:: TASK DETAILS ::
Which lines of the entries contain the string "HostSettings"? Copy each of them.

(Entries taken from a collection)
....

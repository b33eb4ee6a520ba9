use crate::error::LifecycleError;
use crate::guard::GuardScope;
use serde::{Deserialize, Serialize};
use std::time::Duration;

/// Host configuration from loophost.yaml
///
/// Every section falls back to its defaults when absent, so an empty file (or
/// no file at all) yields a working configuration.
#[derive(Debug, Clone, Default, PartialEq, Serialize, Deserialize)]
#[serde(default)]
pub struct HostConfig {
    pub host: HostSettings,
    pub singleton: SingletonSettings,
    pub run_loop: RunLoopSettings,
    pub retry: RetrySettings,
}

#[derive(Debug, Clone, PartialEq, Serialize, Deserialize)]
#[serde(default)]
pub struct HostSettings {
    /// Environment name handed to the "not first instance" callback
    pub environment: String,

    /// Deadline for stopping all hosted services
    pub shutdown_timeout_ms: u64,

    pub log_dir: String,

    pub debug_mode: bool,
}

impl Default for HostSettings {
    fn default() -> Self {
        Self {
            environment: "Production".to_string(),
            shutdown_timeout_ms: default_shutdown_timeout_ms(),
            log_dir: "logs".to_string(),
            debug_mode: false,
        }
    }
}

impl HostSettings {
    pub fn shutdown_timeout(&self) -> Duration {
        Duration::from_millis(self.shutdown_timeout_ms)
    }
}

/// Single-instance guard settings
#[derive(Debug, Clone, PartialEq, Serialize, Deserialize)]
#[serde(default)]
pub struct SingletonSettings {
    pub enabled: bool,

    /// Name of the exclusive resource
    pub mutex_id: String,

    pub scope: GuardScope,

    /// Overrides the directory the lock file is created in
    pub lock_dir: Option<String>,
}

impl Default for SingletonSettings {
    fn default() -> Self {
        Self {
            enabled: true,
            mutex_id: "loophost".to_string(),
            scope: GuardScope::Local,
            lock_dir: None,
        }
    }
}

/// Run-loop thread settings
#[derive(Debug, Clone, PartialEq, Serialize, Deserialize)]
#[serde(default)]
pub struct RunLoopSettings {
    pub enabled: bool,

    /// The loop exiting on its own stops the host
    pub lifetime_linked: bool,

    /// Fail `start()` when no shell factory is registered
    pub require_shell: bool,

    /// Bound of the dispatch queue
    pub queue_capacity: usize,

    pub thread_name: String,
}

impl Default for RunLoopSettings {
    fn default() -> Self {
        Self {
            enabled: true,
            lifetime_linked: true,
            require_shell: false,
            queue_capacity: default_queue_capacity(),
            thread_name: "loophost-loop".to_string(),
        }
    }
}

/// Retry settings for retrying lifecycle components
///
/// The defaults retry forever without delay.
#[derive(Debug, Clone, Default, PartialEq, Serialize, Deserialize)]
#[serde(default)]
pub struct RetrySettings {
    pub max_attempts: Option<u32>,

    pub backoff_ms: u64,
}

fn default_shutdown_timeout_ms() -> u64 {
    5000
}

fn default_queue_capacity() -> usize {
    1024
}

impl HostConfig {
    /// Reject settings that can never work.
    pub fn validate(&self) -> Result<(), LifecycleError> {
        if self.singleton.enabled && self.singleton.mutex_id.trim().is_empty() {
            return Err(LifecycleError::InvalidConfiguration(
                "singleton.mutex_id must not be empty".to_string(),
            ));
        }

        if self.run_loop.queue_capacity == 0 {
            return Err(LifecycleError::InvalidConfiguration(
                "run_loop.queue_capacity must be greater than zero".to_string(),
            ));
        }

        if self.run_loop.thread_name.trim().is_empty() {
            return Err(LifecycleError::InvalidConfiguration(
                "run_loop.thread_name must not be empty".to_string(),
            ));
        }

        if self.retry.max_attempts == Some(0) {
            return Err(LifecycleError::InvalidConfiguration(
                "retry.max_attempts must be at least 1 when set".to_string(),
            ));
        }

        Ok(())
    }
}

#[cfg(test)]
mod tests {
    use super::*;

    #[test]
    fn test_host_config_defaults() {
        let config = HostConfig::default();
        assert_eq!(config.host.environment, "Production");
        assert_eq!(config.host.shutdown_timeout(), Duration::from_secs(5));
        assert!(config.singleton.enabled);
        assert_eq!(config.singleton.scope, GuardScope::Local);
        assert!(config.run_loop.lifetime_linked);
        assert_eq!(config.run_loop.queue_capacity, 1024);
        assert_eq!(config.retry.max_attempts, None);
        assert_eq!(config.retry.backoff_ms, 0);
        assert!(config.validate().is_ok());
    }

    #[test]
    fn test_empty_mutex_id_rejected() {
        let mut config = HostConfig::default();
        config.singleton.mutex_id = "  ".to_string();
        assert!(matches!(
            config.validate(),
            Err(LifecycleError::InvalidConfiguration(_))
        ));

        // Disabled singleton does not care about the name
        config.singleton.enabled = false;
        assert!(config.validate().is_ok());
    }

    #[test]
    fn test_zero_queue_capacity_rejected() {
        let mut config = HostConfig::default();
        config.run_loop.queue_capacity = 0;
        assert!(config.validate().is_err());
    }

    #[test]
    fn test_zero_max_attempts_rejected() {
        let mut config = HostConfig::default();
        config.retry.max_attempts = Some(0);
        assert!(config.validate().is_err());
    }

    #[test]
    fn test_partial_yaml_uses_defaults() {
        let yaml = "singleton:\n  mutex_id: other\n  scope: global\n";
        let config: HostConfig = serde_yaml_ng::from_str(yaml).unwrap();
        assert_eq!(config.singleton.mutex_id, "other");
        assert_eq!(config.singleton.scope, GuardScope::Global);
        assert!(config.singleton.enabled);
        assert_eq!(config.host.environment, "Production");
    }
}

....

:: ANSWER SECTION ::
    pub host: HostSettings,
pub struct HostSettings {
impl Default for HostSettings {
impl HostSettings {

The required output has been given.